Copy the data exactly.

══ Provided material

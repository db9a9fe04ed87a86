//! morph: runtime entity types
//!
//! Operators declare entity types (a name plus typed field descriptors) while
//! the process runs. For each one the engine compiles a storage schema, a CRUD
//! plan with search/sort/filter/pagination, and a reverse-relation plan, then
//! serves it through a generic executor without a restart.
//!
//! - `compiler`: pure descriptor -> artifact compilation
//! - `catalog`: durable definitions with a store-wide revision counter
//! - `registry`: revision-checked cache of compiled handles
//! - `relations`: reverse-field bookkeeping after writes
//! - `crud`: the executor behind every generated operation
//! - `service`: schema administration, including rename cascades

pub mod catalog;
pub mod compiler;
pub mod crud;
pub mod dirty;
pub mod gate;
pub mod platform;
pub mod registry;
pub mod relations;
pub mod service;
pub mod storage;
pub mod testing;

pub use catalog::{EntityTypeCatalog, IncomingRelation, JsonFileDefinitionStore, MemoryDefinitionStore};
pub use compiler::{CompiledArtifacts, compile};
pub use crud::{CrudConfig, CrudExecutor, CrudRequest, CrudResponse, MutationOutcome};
pub use dirty::{FileDirtySignal, MemoryDirtySignal};
pub use gate::{AllowAll, RoleTable};
pub use platform::{Platform, PlatformBuilder};
pub use registry::{CompiledHandle, LiveModelRegistry, RegistryEntry};
pub use relations::{RelationMaintainer, SyncReport};
pub use service::SchemaService;
pub use storage::MemoryEntityStore;
use serde::{Deserialize, Serialize};

use crate::CrudAction;

/// Self-describing metadata for one generated operation.
///
/// Emitted by the schema compiler into every CRUD plan so that callers (and the
/// HTTP surface) can discover what an entity type supports without
/// re-deriving it from field descriptors.
#[derive(Debug, Clone, PartialEq, Eq, Serialize, Deserialize)]
pub struct OperationDescriptor {
    pub entity_name: String,
    /// "create", "read", "update" or "delete"
    pub name: String,
    pub display_name: String,
    pub description: String,
    /// HTTP verb of the generated surface
    pub method: String,
    /// Permission the access gate must grant before the operation runs
    pub action: CrudAction,
    pub required_params: Vec<OperationParam>,
    /// Fields this operation may write
    pub affected_fields: Vec<String>,
}

#[derive(Debug, Clone, PartialEq, Eq, Serialize, Deserialize)]
pub struct OperationParam {
    pub name: String,
    pub type_hint: String,
    pub description: String,
}

impl OperationParam {
    pub fn new(
        name: impl Into<String>,
        type_hint: impl Into<String>,
        description: impl Into<String>,
    ) -> Self {
        Self {
            name: name.into(),
            type_hint: type_hint.into(),
            description: description.into(),
        }
    }
}
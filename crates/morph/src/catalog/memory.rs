use std::collections::HashMap;
use std::sync::atomic::{AtomicU64, Ordering};

use async_trait::async_trait;
use morph_api::EntityTypeDefinition;
use morph_core::{DefinitionStore, Result};
use tokio::sync::RwLock;

/// HashMap-backed definition store for tests and single-process setups.
#[derive(Debug, Default)]
pub struct MemoryDefinitionStore {
    definitions: RwLock<HashMap<String, EntityTypeDefinition>>,
    revision: AtomicU64,
}

impl MemoryDefinitionStore {
    pub fn new() -> Self {
        Self::default()
    }
}

#[async_trait]
impl DefinitionStore for MemoryDefinitionStore {
    async fn load(&self, name: &str) -> Result<Option<EntityTypeDefinition>> {
        Ok(self.definitions.read().await.get(name).cloned())
    }

    async fn load_all(&self) -> Result<Vec<EntityTypeDefinition>> {
        let mut all: Vec<_> = self.definitions.read().await.values().cloned().collect();
        all.sort_by(|a, b| a.name.cmp(&b.name));
        Ok(all)
    }

    async fn save(&self, definition: &EntityTypeDefinition) -> Result<()> {
        self.definitions
            .write()
            .await
            .insert(definition.name.clone(), definition.clone());
        Ok(())
    }

    async fn delete(&self, name: &str) -> Result<bool> {
        Ok(self.definitions.write().await.remove(name).is_some())
    }

    async fn next_revision(&self) -> Result<u64> {
        Ok(self.revision.fetch_add(1, Ordering::SeqCst) + 1)
    }
}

════

**Reply to the task**
repository db9a9fe04ed87a86
//! morph: runtime entity types
//!
//! Operators declare entity types (a name plus typed field descriptors) while
//! the process runs. For each one the engine compiles a storage schema, a CRUD
//! plan with search/sort/filter/pagination, and a reverse-relation plan, then
//! serves it through a generic executor without a restart.
//!
//! - `compiler`: pure descriptor -> artifact compilation
//! - `catalog`: durable definitions with a store-wide revision counter
//! - `registry`: revision-checked cache of compiled handles
//! - `relations`: reverse-field bookkeeping after writes
//! - `crud`: the executor behind every generated operation
//! - `service`: schema administration, including rename cascades

pub mod catalog;
pub mod compiler;
pub mod crud;
pub mod dirty;
pub mod gate;
pub mod platform;
pub mod registry;
pub mod relations;
pub mod service;
pub mod storage;
pub mod testing;

pub use catalog::{EntityTypeCatalog, IncomingRelation, JsonFileDefinitionStore, MemoryDefinitionStore};
pub use compiler::{CompiledArtifacts, compile};
pub use crud::{CrudConfig, CrudExecutor, CrudRequest, CrudResponse, MutationOutcome};
pub use dirty::{FileDirtySignal, MemoryDirtySignal};
pub use gate::{AllowAll, RoleTable};
pub use platform::{Platform, PlatformBuilder};
pub use registry::{CompiledHandle, LiveModelRegistry, RegistryEntry};
pub use relations::{RelationMaintainer, SyncReport};
pub use service::SchemaService;
pub use storage::MemoryEntityStore;
use serde::{Deserialize, Serialize};

use crate::CrudAction;

/// Self-describing metadata for one generated operation.
///
/// Emitted by the schema compiler into every CRUD plan so that callers (and the
/// HTTP surface) can discover what an entity type supports without
/// re-deriving it from field descriptors.
#[derive(Debug, Clone, PartialEq, Eq, Serialize, Deserialize)]
pub struct OperationDescriptor {
    pub entity_name: String,
    /// "create", "read", "update" or "delete"
    pub name: String,
    pub display_name: String,
    pub description: String,
    /// HTTP verb of the generated surface
    pub method: String,
    /// Permission the access gate must grant before the operation runs
    pub action: CrudAction,
    pub required_params: Vec<OperationParam>,
    /// Fields this operation may write
    pub affected_fields: Vec<String>,
}

#[derive(Debug, Clone, PartialEq, Eq, Serialize, Deserialize)]
pub struct OperationParam {
    pub name: String,
    pub type_hint: String,
    pub description: String,
}

impl OperationParam {
    pub fn new(
        name: impl Into<String>,
        type_hint: impl Into<String>,
        description: impl Into<String>,
    ) -> Self {
        Self {
            name: name.into(),
            type_hint: type_hint.into(),
            description: description.into(),
        }
    }
}
filename crates/morph/src/catalog/memory.rs
use std::collections::HashMap;
use std::sync::atomic::{AtomicU64, Ordering};

use async_trait::async_trait;
use morph_api::EntityTypeDefinition;
use morph_core::{DefinitionStore, Result};
use tokio::sync::RwLock;

/// HashMap-backed definition store for tests and single-process setups.
#[derive(Debug, Default)]
pub struct MemoryDefinitionStore {
    definitions: RwLock<HashMap<String, EntityTypeDefinition>>,
    revision: AtomicU64,
}

impl MemoryDefinitionStore {
    pub fn new() -> Self {
        Self::default()
    }
}

#[async_trait]
impl DefinitionStore for MemoryDefinitionStore {
    async fn load(&self, name: &str) -> Result<Option<EntityTypeDefinition>> {
        Ok(self.definitions.read().await.get(name).cloned())
    }

    async fn load_all(&self) -> Result<Vec<EntityTypeDefinition>> {
        let mut all: Vec<_> = self.definitions.read().await.values().cloned().collect();
        all.sort_by(|a, b| a.name.cmp(&b.name));
        Ok(all)
    }

    async fn save(&self, definition: &EntityTypeDefinition) -> Result<()> {
        self.definitions
            .write()
            .await
            .insert(definition.name.clone(), definition.clone());
        Ok(())
    }

    async fn delete(&self, name: &str) -> Result<bool> {
        Ok(self.definitions.write().await.remove(name).is_some())
    }

    async fn next_revision(&self) -> Result<u64> {
        Ok(self.revision.fetch_add(1, Ordering::SeqCst) + 1)
    }
}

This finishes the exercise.